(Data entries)
//! Field-tree schema compiler.
//!
//! Compiles declarative, arbitrarily nested document field trees into a
//! normalized relational schema: tables, columns, indexes, foreign keys,
//! enum types and the relation declarations used for query assembly.

pub mod compiler;
pub mod config;
pub mod error;
pub mod fields;
pub mod naming;
pub mod relation;
pub mod schema;
pub mod session;
pub mod table;
pub mod walker;

pub use compiler::{
    compile_collection, compile_global, compile_global_versions, compile_schema,
    compile_versions, register_collection,
};
pub use config::{CompilerConfig, LocalizationConfig};
pub use error::SchemaError;
pub use schema::CompiledSchema;
pub use session::{Session, SharedSession};
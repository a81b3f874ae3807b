//! Mutable table under construction.

use std::collections::BTreeSet;

use indexmap::IndexMap;

use super::column::Column;
use super::constraint::{ForeignKeySpec, IndexSpec};
use crate::error::SchemaError;
use crate::relation::Relation;

/// Table a walked column is routed to.
#[derive(Debug, Clone, Copy, PartialEq, Eq)]
pub enum Placement {
    Main,
    Locales,
}

/// Column, index and constraint sets of one side of a draft.
#[derive(Debug, Clone, Default)]
pub struct DraftSide {
    pub columns: IndexMap<String, Column>,
    pub indexes: IndexMap<String, IndexSpec>,
    pub foreign_keys: IndexMap<String, ForeignKeySpec>,
}

impl DraftSide {
    fn add_column(&mut self, table: &str, column: Column) -> Result<(), SchemaError> {
        if let Some(existing) = self.columns.get(&column.name) {
            if existing.source != column.source {
                return Err(SchemaError::ColumnCollision {
                    table: table.to_string(),
                    column: column.name,
                    existing: existing.source.clone(),
                    incoming: column.source,
                });
            }
            return Ok(());
        }
        self.columns.insert(column.name.clone(), column);
        Ok(())
    }

    pub fn is_empty(&self) -> bool {
        self.columns.is_empty()
    }
}

/// Table being assembled by the table builder and the walker.
///
/// Columns of localized fields collect on the `locales` side and become the
/// locale side-table when the draft is committed.
#[derive(Debug, Clone)]
pub struct TableDraft {
    pub name: String,
    pub locales_name: String,
    pub main: DraftSide,
    pub locales: DraftSide,
    pub relations: Vec<Relation>,
    pub root_links: BTreeSet<String>,
}

impl TableDraft {
    pub fn new(name: impl Into<String>, locales_name: impl Into<String>) -> Self {
        Self {
            name: name.into(),
            locales_name: locales_name.into(),
            main: DraftSide::default(),
            locales: DraftSide::default(),
            relations: Vec::new(),
            root_links: BTreeSet::new(),
        }
    }

    /// Name of the table a placement resolves to.
    pub fn table_name(&self, placement: Placement) -> &str {
        match placement {
            Placement::Main => &self.name,
            Placement::Locales => &self.locales_name,
        }
    }

    /// Adds a column, rejecting a second column of the same name from a different field.
    pub fn add_column(&mut self, placement: Placement, column: Column) -> Result<(), SchemaError> {
        let table = self.table_name(placement).to_string();
        self.side_mut(placement).add_column(&table, column)
    }

    pub fn add_index(&mut self, placement: Placement, index: IndexSpec) {
        self.side_mut(placement)
            .indexes
            .insert(index.name.clone(), index);
    }

    pub fn add_foreign_key(&mut self, placement: Placement, foreign_key: ForeignKeySpec) {
        self.side_mut(placement)
            .foreign_keys
            .insert(foreign_key.name.clone(), foreign_key);
    }

    /// Returns true if the given side already has a column with this name.
    pub fn has_column(&self, placement: Placement, name: &str) -> bool {
        match placement {
            Placement::Main => self.main.columns.contains_key(name),
            Placement::Locales => self.locales.columns.contains_key(name),
        }
    }

    pub fn add_relation(&mut self, relation: Relation) {
        self.relations.push(relation);
    }

    fn side_mut(&mut self, placement: Placement) -> &mut DraftSide {
        match placement {
            Placement::Main => &mut self.main,
            Placement::Locales => &mut self.locales,
        }
    }
}
use serde::{Deserialize, Serialize};

/// Successful reply to the caller
#[derive(Debug, Clone, PartialEq, Eq, Deserialize, Serialize)]
pub struct ImageResponse {
    /// URL of the generated image
    pub url: String,
}
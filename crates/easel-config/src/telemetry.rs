use serde::Deserialize;

/// Logging configuration
#[derive(Debug, Clone, Deserialize)]
#[serde(deny_unknown_fields)]
pub struct TelemetryConfig {
    /// `EnvFilter` directive, e.g. "info" or "easel_imagegen=debug,info"
    #[serde(default = "default_filter")]
    pub filter: String,
    /// Output format for log lines
    #[serde(default)]
    pub format: LogFormat,
}

impl Default for TelemetryConfig {
    fn default() -> Self {
        Self {
            filter: default_filter(),
            format: LogFormat::default(),
        }
    }
}

/// Log line format
#[derive(Debug, Clone, Copy, Default, PartialEq, Eq, Deserialize)]
#[serde(rename_all = "snake_case")]
pub enum LogFormat {
    /// Human-readable output
    #[default]
    Pretty,
    /// One JSON object per line
    Json,
}

fn default_filter() -> String {
    "info".to_string()
}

» What the task asks: Copy out, exactly and alone, the lines of the entries above between the ones holding "pub mod walker;" and "use super::column::Column;", inclusive.

» Response to the task:
pub mod walker;

pub use compiler::{
    compile_collection, compile_global, compile_global_versions, compile_schema,
    compile_versions, register_collection,
};
pub use config::{CompilerConfig, LocalizationConfig};
pub use error::SchemaError;
pub use schema::CompiledSchema;
pub use session::{Session, SharedSession};
repository a81b3f874ae3807b
//! Mutable table under construction.

use std::collections::BTreeSet;

use indexmap::IndexMap;

use super::column::Column;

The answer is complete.